Sostenibilità, trasparenza, condivisione, efficacia, efficienza e rispetto. Le parole chiave pronunciate da Enrico Zampedri sono il pilastro della nuova A2A Leonessa Brescia. Nata in tempi brevissimi, così come brevi erano stati quelli dell’Union. Lo specchio fedele della nostra città, del nostro territorio: quando c’è da tirarsi su le maniche per aiutare qualcuno, o per rimarginare una ferita anche profonda, ogni singola realtà si mette a disposizione.
Che si chiami istituzioni, mondo imprenditoriale, tifosi, appassionati. Ora si passa fondamentalmente dalla «società di uno» alla «realtà di tutti». Un taglio netto con quel passato nominato solo saltuariamente, ma che oggi più che mai pare lontano anni luce. Anche sugli esempi da seguire.
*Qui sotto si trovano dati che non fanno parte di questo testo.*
impl RequestClient {
    /// Create a client for `base_url`.
    ///
    /// # Errors
    ///
    /// Returns [`ApiError::InvalidUrl`] if `base_url` is not an absolute URL.
    pub fn new(
        http: Arc<dyn HttpClient>,
        base_url: impl Into<String>,
        limiter: SlidingWindowLimiter,
        policy: RetryPolicy,
    ) -> Result<Self> {
        let base_url = base_url.into();
        Url::parse(&base_url)
            .map_err(|e| ApiError::InvalidUrl(format!("{}: {}", base_url, e)))?;

        Ok(Self {
            http,
            source_name: base_url.clone(),
            base_url,
            default_headers: HashMap::new(),
            limiter,
            policy,
            clock: Arc::new(SystemClock),
            max_pages: DEFAULT_MAX_PAGES,
        })
    }

    /// Client for a configured connection, rate limited by its budget.
    pub fn for_connection(
        connection: &ApiConnectionConfig,
        http: Arc<dyn HttpClient>,
        policy: RetryPolicy,
    ) -> Result<Self> {
        let client = Self::new(
            http,
            connection.base_url.clone(),
            SlidingWindowLimiter::for_connection(connection),
            policy,
        )?;
        Ok(client.with_source_name(connection.name.clone()))
    }

    /// Name used in log fields.
    pub fn with_source_name(mut self, name: impl Into<String>) -> Self {
        self.source_name = name.into();
        self
    }

    /// Header sent with every request (auth schemes with a static token).
    pub fn with_default_header(mut self, key: impl Into<String>, value: impl Into<String>) -> Self {
        self.default_headers.insert(key.into(), value.into());
        self
    }

    /// Clock used to evaluate `X-RateLimit-Reset`.
    pub fn with_clock(mut self, clock: Arc<dyn Clock>) -> Self {
        self.clock = clock;
        self
    }

    pub fn with_max_pages(mut self, max_pages: usize) -> Self {
        self.max_pages = max_pages.max(1);
        self
    }

    pub fn base_url(&self) -> &str {
        &self.base_url
    }

    pub fn source_name(&self) -> &str {
        &self.source_name
    }

    /// Resolve `path` against the base URL and append `query`.
    pub fn resolve_url(&self, path: &str, query: &[(String, String)]) -> Result<String> {
        let joined = if path.starts_with("http://") || path.starts_with("https://") {
            path.to_string()
        } else {
            format!(
                "{}/{}",
                self.base_url.trim_end_matches('/'),
                path.trim_start_matches('/')
            )
        };

        let mut url =
            Url::parse(&joined).map_err(|e| ApiError::InvalidUrl(format!("{}: {}", joined, e)))?;

        if !query.is_empty() {
            let mut pairs = url.query_pairs_mut();
            for (key, value) in query {
                pairs.append_pair(key, value);
            }
        }

        Ok(url.to_string())
    }

    /// Execute a request with rate limiting, retry and throttling
    ///
    /// # Errors
    ///
    /// See the module table; non-retryable bridge failures surface as
    /// [`ApiError::Bridge`].
    #[instrument(skip(self, options), fields(source = %self.source_name))]
    pub async fn execute(
        &self,
        method: HttpMethod,
        path: &str,
        options: RequestOptions,
    ) -> Result<HttpResponse> {
        let url = self.resolve_url(path, &options.query)?;
        let max_attempts = self.policy.max_attempts.max(1);
        let mut attempt: u32 = 0;
        let mut throttle_waits: u32 = 0;

        loop {
            self.limiter.acquire().await;

            let mut request = HttpRequest::new(method, url.clone())
                .headers(&self.default_headers)
                .headers(&options.headers)
                .timeout(self.policy.request_timeout);
            if let Some(body) = &options.body {
                request = request.body(body.clone());
            }

            match self.http.execute(request).await {
                Ok(response) if response.status == 429 => {
                    if throttle_waits >= self.policy.max_throttle_waits {
                        warn!(waits = throttle_waits, "Still rate limited, giving up");
                        return Err(ApiError::RateLimited {
                            waits: throttle_waits,
                        });
                    }
                    throttle_waits += 1;

                    let wait = self.throttle_wait(&response);
                    warn!(
                        wait_secs = wait.as_secs(),
                        waits = throttle_waits,
                        "Rate limited by remote API"
                    );
                    tokio::time::sleep(wait).await;
                }
                Ok(response) if response.status == 401 => {
                    warn!(%url, "Authentication failed");
                    return Err(ApiError::Authentication(body_text(&response)));
                }
                Ok(response) if response.status >= 400 => {
                    warn!(status = response.status, %url, "Request failed");
                    return Err(ApiError::Http {
                        status: response.status,
                        body: body_text(&response),
                    });
                }
                Ok(response) => {
                    debug!(status = response.status, attempt, "Request succeeded");
                    return Ok(response);
                }
                Err(e) if e.is_transient() => {
                    attempt += 1;
                    if attempt >= max_attempts {
                        warn!(attempts = attempt, error = %e, "Request failed after retries");
                        return Err(ApiError::Transport {
                            attempts: attempt,
                            message: e.to_string(),
                        });
                    }

                    let delay = self.policy.backoff_delay(attempt - 1);
                    warn!(
                        attempt,
                        max_attempts,
                        delay_ms = delay.as_millis() as u64,
                        error = %e,
                        "Transient request failure, retrying"
                    );
                    tokio::time::sleep(delay).await;
                }
                Err(e) => return Err(ApiError::Bridge(e)),
            }
        }
    }

    pub async fn get(&self, path: &str, options: RequestOptions) -> Result<HttpResponse> {
        self.execute(HttpMethod::Get, path, options).await
    }

    /// GET and deserialize the JSON body.
    pub async fn get_json<T: DeserializeOwned>(
        &self,
        path: &str,
        options: RequestOptions,
    ) -> Result<T> {
        let response = self.get(path, options).await?;
        parse_json(&response)
    }

    /// How long to wait after a 429.
    fn throttle_wait(&self, response: &HttpResponse) -> Duration {
        if let Some(seconds) = response
            .header("Retry-After")
            .and_then(|v| v.trim().parse::<u64>().ok())
        {
            return Duration::from_secs(seconds);
        }

        if let Some(reset) = response
            .header("X-RateLimit-Reset")
            .and_then(|v| v.trim().parse::<i64>().ok())
        {
            let remaining = (reset - self.clock.unix_timestamp()).max(1);
            return Duration::from_secs(remaining as u64);
        }

        self.policy.default_throttle_wait
    }
}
Mauro Ferrari, nella sua conferenza stampa d’addio, disse che non avrebbe mai voluto essere come Trento, «che cambia giocatori ogni anno e la gente così non si affeziona» (ma intanto prosegue nel suo cammino in A...). Nella conferenza stampa di ieri, invece, Trento è stata presa come esempio di società virtuosa, che può rappresentare uno spunto da cui imparare per crescere ed essere sostenibili.

Il tutto in un clima sereno, di chi è consapevole di partire dalla B Nazionale, ma con quell’ambizione e quella sana «follia» che deve contraddistinguere ogni nuovo progetto che inizia a camminare. Il resto lo faranno i tifosi, chiamati a raccolta: risponderanno. Come fa Brescia nelle difficoltà.